Regex parsing of iCalendar (Ruby regex)
Question
I'm trying to parse iCalendar (RFC2445) input using a regex.
Here's a [simplified] example of what the input looks like:
BEGIN:VEVENT
abc:123
def:456
END:VEVENT
BEGIN:VEVENT
ghi:789
END:VEVENT
I'd like to get an array of matches: the "outer" match is each VEVENT block and the inner matches are each of the field:value pairs.
I've tried variants of this:
BEGIN:VEVENT\n((?<field>(?<name>\S+):\s*(?<value>\S+)\n)+?)END:VEVENT
But given the input above, the result seems to have only ONE field for each matching VEVENT, despite the +? on the capture group:
**Match 1**
field def:456
name def
value 456
**Match 2**
field ghi:789
name ghi
value 789
In the first match, I would have expected TWO fields: the abc:123 and the def:456 matches...
I'm sure this is a newbie mistake (since I seem to perpetually be a newbie when it comes to regex's...) - but maybe you can point me in the right direction?
Thanks!
Solution
You need to split your regex up into one matching a VEVENT
and one matching the name/value pairs. You can then use nested scan
to find all occurences, e. g.
str.scan(/BEGIN:VEVENT((?<vevent>.+?))END:VEVENT/m) do
$~[:vevent].scan(/(?<field>(?<name>\S+?):\s*(?<value>\S+?))/) do
p $~[:field], $~[:name], $~[:value]
end
end
where str
is your input. This outputs:
"abc:1"
"abc"
"1"
"def:4"
"def"
"4"
"ghi:7"
"ghi"
"7"
If you want to make the code more readable, i suggest you require 'english'
and replace $~
with $LAST_MATCH_INFO
OTHER TIPS
Use the icalendar gem. See the Parsing iCalendars section for more info.
You need a nested scan
.
string.scan(/^BEGIN:VEVENT\n(.*?)\nEND:VEVENT$/m).each.with_index do |item, i|
puts
puts "**Match #{i+1}**"
item.first.scan(/^(.*?):(.*)$/) do |k, v|
puts "field".ljust(7)+"#{k}:#{v}"
puts "name".ljust(7)+"#{k}"
puts "value".ljust(7)+"#{v}"
end
end
will give:
**Match 1**
field abc:123
name abc
value 123
field def:456
name def
value 456
**Match 2**
field ghi:789
name ghi
value 789
I think the problem is that the ruby MatchData
object, which is what the regexp returns its results in, doesn't have any provision for more than one value with the same name. So your second match overwrites the first one.

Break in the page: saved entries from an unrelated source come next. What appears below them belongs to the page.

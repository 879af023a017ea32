use super::{parse_number, ApiValue, ApiValuePtr, ApiValueType, ValueEncoding};
use bytes::Bytes;
use indexmap::IndexMap;
use std::any::Any;

/// Payload of a [`StructApiValue`].
#[derive(Debug, Clone, PartialEq, Default)]
pub enum StructData {
    #[default]
    Null,
    Bool(bool),
    Int64(i64),
    Uint64(u64),
    Double(f64),
    String(String),
    Binary(Bytes),
    Object(IndexMap<String, StructApiValue>),
    Array(Vec<StructApiValue>),
}

/// Protobuf-struct-flavored API value: exact scalar types, raw binary data,
/// objects keep insertion order.
#[derive(Debug, Clone, Default)]
pub struct StructApiValue {
    data: StructData,
    key_iter: usize,
}

impl PartialEq for StructApiValue {
    fn eq(&self, other: &Self) -> bool {
        self.data == other.data
    }
}

impl StructApiValue {
    pub fn new(value_type: ApiValueType) -> Self {
        let mut v = StructApiValue::default();
        v.set_type(value_type);
        v
    }

    pub fn with_data(data: StructData) -> Self {
        StructApiValue { data, key_iter: 0 }
    }

    pub fn data(&self) -> &StructData {
        &self.data
    }

    /// Copy any API value into the struct encoding.
    pub fn from_api_value(other: &dyn ApiValue) -> Self {
        let mut v = StructApiValue::default();
        v.set_value(other);
        v
    }

    /// Build from JSON; numbers keep their JSON integer/float kind.
    pub fn from_json(value: &serde_json::Value) -> ApiValuePtr {
        Box::new(Self::with_json(value))
    }

    pub fn with_json(value: &serde_json::Value) -> Self {
        use serde_json::Value;
        let data = match value {
            Value::Null => StructData::Null,
            Value::Bool(b) => StructData::Bool(*b),
            Value::Number(n) => {
                if let Some(i) = n.as_i64() {
                    StructData::Int64(i)
                } else if let Some(u) = n.as_u64() {
                    StructData::Uint64(u)
                } else {
                    StructData::Double(n.as_f64().unwrap_or(0.0))
                }
            }
            Value::String(s) => StructData::String(s.clone()),
            Value::Array(items) => StructData::Array(items.iter().map(Self::with_json).collect()),
            Value::Object(map) => StructData::Object(
                map.iter()
                    .map(|(k, v)| (k.clone(), Self::with_json(v)))
                    .collect(),
            ),
        };
        StructApiValue::with_data(data)
    }

    fn member(value: ApiValuePtr) -> StructApiValue {
        if value.as_any().is::<StructApiValue>() {
            match value.into_any().downcast::<StructApiValue>() {
                Ok(v) => *v,
                Err(_) => StructApiValue::default(),
            }
        } else {
            StructApiValue::from_api_value(value.as_ref())
        }
    }

    fn object_mut(&mut self) -> &mut IndexMap<String, StructApiValue> {
        if !matches!(self.data, StructData::Object(_)) {
            self.data = StructData::Object(IndexMap::new());
            self.key_iter = 0;
        }
        match &mut self.data {
            StructData::Object(map) => map,
            _ => unreachable!("data was just made an object"),
        }
    }

    fn array_mut(&mut self) -> &mut Vec<StructApiValue> {
        if !matches!(self.data, StructData::Array(_)) {
            self.data = StructData::Array(Vec::new());
        }
        match &mut self.data {
            StructData::Array(items) => items,
            _ => unreachable!("data was just made an array"),
        }
    }
}

impl ApiValue for StructApiValue {
    fn encoding(&self) -> ValueEncoding {
        ValueEncoding::Struct
    }

    fn new_value(&self, value_type: ApiValueType) -> ApiValuePtr {
        Box::new(StructApiValue::new(value_type))
    }

    fn value_type(&self) -> ApiValueType {
        match self.data {
            StructData::Null => ApiValueType::Null,
            StructData::Bool(_) => ApiValueType::Bool,
            StructData::Int64(_) => ApiValueType::Int64,
            StructData::Uint64(_) => ApiValueType::Uint64,
            StructData::Double(_) => ApiValueType::Double,
            StructData::String(_) => ApiValueType::String,
            StructData::Binary(_) => ApiValueType::Binary,
            StructData::Object(_) => ApiValueType::Object,
            StructData::Array(_) => ApiValueType::Array,
        }
    }

    fn set_type(&mut self, value_type: ApiValueType) {
        self.data = match value_type {
            ApiValueType::Null => StructData::Null,
            ApiValueType::Bool => StructData::Bool(false),
            ApiValueType::Int64 => StructData::Int64(0),
            ApiValueType::Uint64 => StructData::Uint64(0),
            ApiValueType::Double => StructData::Double(0.0),
            ApiValueType::String => StructData::String(String::new()),
            ApiValueType::Binary => StructData::Binary(Bytes::new()),
            ApiValueType::Object => StructData::Object(IndexMap::new()),
            ApiValueType::Array => StructData::Array(Vec::new()),
        };
        self.key_iter = 0;
    }

    fn clone_value(&self) -> ApiValuePtr {
        Box::new(self.clone())
    }

    fn as_any(&self) -> &dyn Any {
        self
    }

    fn into_any(self: Box<Self>) -> Box<dyn Any + Send + Sync> {
        self
    }

    fn assign_same_encoding(&mut self, other: &dyn ApiValue) -> bool {
        match other.as_any().downcast_ref::<StructApiValue>() {
            Some(v) => {
                self.data = v.data.clone();
                self.key_iter = 0;
                true
            }
            None => false,
        }
    }

    fn get(&self, key: &str) -> Option<ApiValuePtr> {
        match &self.data {
            StructData::Object(map) => map.get(key).map(|v| v.clone_value()),
            _ => None,
        }
    }

    fn add(&mut self, key: &str, value: ApiValuePtr) {
        let member = Self::member(value);
        self.object_mut().insert(key.to_string(), member);
    }

    fn del(&mut self, key: &str) {
        if let StructData::Object(map) = &mut self.data {
            map.shift_remove(key);
        }
    }

    fn keys(&self) -> Vec<String> {
        match &self.data {
            StructData::Object(map) => map.keys().cloned().collect(),
            _ => Vec::new(),
        }
    }

    fn reset_key_iteration(&mut self) {
        self.key_iter = 0;
    }

    fn next_key_value(&mut self) -> Option<(String, ApiValuePtr)> {
        let StructData::Object(map) = &self.data else {
            return None;
        };
        let (key, value) = map.get_index(self.key_iter)?;
        let entry = (key.clone(), value.clone_value());
        self.key_iter += 1;
        Some(entry)
    }

    fn array_length(&self) -> usize {
        match &self.data {
            StructData::Array(items) => items.len(),
            _ => 0,
        }
    }

    fn array_get(&self, index: usize) -> Option<ApiValuePtr> {
        match &self.data {
            StructData::Array(items) => items.get(index).map(|v| v.clone_value()),
            _ => None,
        }
    }

    fn array_append(&mut self, value: ApiValuePtr) {
        let element = Self::member(value);
        self.array_mut().push(element);
    }

    fn array_put(&mut self, index: usize, value: ApiValuePtr) {
        let element = Self::member(value);
        let items = self.array_mut();
        if index >= items.len() {
            items.resize(index + 1, StructApiValue::default());
        }
        items[index] = element;
    }

    fn bool_value(&self) -> bool {
        match &self.data {
            StructData::Null => false,
            StructData::Bool(b) => *b,
            StructData::Int64(i) => *i != 0,
            StructData::Uint64(u) => *u != 0,
            StructData::Double(d) => *d != 0.0,
            StructData::String(s) => !s.is_empty(),
            StructData::Binary(b) => !b.is_empty(),
            StructData::Object(map) => !map.is_empty(),
            StructData::Array(items) => !items.is_empty(),
        }
    }

    fn int64_value(&self) -> i64 {
        match &self.data {
            StructData::Bool(b) => i64::from(*b),
            StructData::Int64(i) => *i,
            StructData::Uint64(u) => *u as i64,
            StructData::Double(d) => *d as i64,
            StructData::String(s) => parse_number(s),
            _ => 0,
        }
    }

    fn uint64_value(&self) -> u64 {
        match &self.data {
            StructData::Bool(b) => u64::from(*b),
            StructData::Int64(i) => *i as u64,
            StructData::Uint64(u) => *u,
            StructData::Double(d) => *d as u64,
            StructData::String(s) => parse_number(s),
            _ => 0,
        }
    }

    fn double_value(&self) -> f64 {
        match &self.data {
            StructData::Bool(b) => f64::from(u8::from(*b)),
            StructData::Int64(i) => *i as f64,
            StructData::Uint64(u) => *u as f64,
            StructData::Double(d) => *d,
            StructData::String(s) => parse_number(s),
            _ => 0.0,
        }
    }

    fn string_value(&self) -> String {
        match &self.data {
            StructData::Null => String::new(),
            StructData::Bool(b) => b.to_string(),
            StructData::Int64(i) => i.to_string(),
            StructData::Uint64(u) => u.to_string(),
            StructData::Double(d) => d.to_string(),
            StructData::String(s) => s.clone(),
            StructData::Binary(b) => hex::encode(b),
            StructData::Object(_) | StructData::Array(_) => self.to_json().to_string(),
        }
    }

    fn binary_value(&self) -> Vec<u8> {
        match &self.data {
            StructData::Binary(b) => b.to_vec(),
            StructData::String(s) => s.as_bytes().to_vec(),
            _ => Vec::new(),
        }
    }

    fn set_bool_value(&mut self, value: bool) {
        self.data = StructData::Bool(value);
    }

    fn set_int64_value(&mut self, value: i64) {
        self.data = StructData::Int64(value);
    }

    fn set_uint64_value(&mut self, value: u64) {
        self.data = StructData::Uint64(value);
    }

    fn set_double_value(&mut self, value: f64) {
        self.data = StructData::Double(value);
    }

    fn set_string_value(&mut self, value: &str) {
        self.data = StructData::String(value.to_string());
    }

    fn set_binary_value(&mut self, value: &[u8]) {
        self.data = StructData::Binary(Bytes::copy_from_slice(value));
    }
}

#[cfg(test)]
mod tests {
    use super::*;
    use serde_json::json;

    #[test]
    fn test_object_keeps_insertion_order() {
        let mut v = StructApiValue::new(ApiValueType::Object);
        v.add_int64("zeta", 1);
        v.add_int64("alpha", 2);
        v.add_int64("mid", 3);
        assert_eq!(v.keys(), vec!["zeta", "alpha", "mid"]);

        v.reset_key_iteration();
        let order: Vec<String> = std::iter::from_fn(|| v.next_key_value())
            .map(|(k, _)| k)
            .collect();
        assert_eq!(order, vec!["zeta", "alpha", "mid"]);
    }

    #[test]
    fn test_same_encoding_assignment_is_deep_copy() {
        let mut source = StructApiValue::with_json(&json!({"a": {"b": [1, 2]}}));
        let mut target = StructApiValue::default();
        assert!(target.assign_same_encoding(&source));
        source.del("a");
        assert_eq!(target.to_json(), json!({"a": {"b": [1, 2]}}));
    }

    #[test]
    fn test_member_of_foreign_encoding_is_converted() {
        let mut v = StructApiValue::new(ApiValueType::Array);
        v.array_append(crate::value::JsonApiValue::from_json(json!({"x": 1})));
        let element = v.array_get(0).unwrap();
        assert_eq!(element.encoding(), ValueEncoding::Struct);
        assert_eq!(element.get("x").map(|x| x.int64_value()), Some(1));
    }

    #[test]
    fn test_uint64_keeps_full_range() {
        let mut v = StructApiValue::new(ApiValueType::Uint64);
        v.set_uint64_value(u64::MAX);
        assert_eq!(v.uint64_value(), u64::MAX);
        assert_eq!(v.value_type(), ApiValueType::Uint64);
    }
}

Ruby has a seldom used method called slice_before
that fits this need well:
'BEGIN:VEVENT
abc:123
def:456
END:VEVENT
BEGIN:VEVENT
ghi:789
END:VEVENT'.split("\n").slice_before(/^BEGIN:VEVENT/).to_a
Results in:
[["BEGIN:VEVENT", "abc:123", "def:456", "END:VEVENT"],
["BEGIN:VEVENT", "ghi:789", "END:VEVENT"]]
From there it's simple to grab just the inner array elements:
'BEGIN:VEVENT
abc:123
def:456
END:VEVENT
BEGIN:VEVENT
ghi:789
END:VEVENT'.split("\n").slice_before(/^BEGIN:VEVENT/).map{ |a| a[1 .. -2] }
Which is:
[["abc:123", "def:456"], ["ghi:789"]]
And, from there it's trivial to break up each resulting string using map
and split(':')
.
Don't be seduced by the siren call of regular expressions trying to do everything. They're very powerful and convenient in their particular place, but often there are simpler and easier to maintain solutions.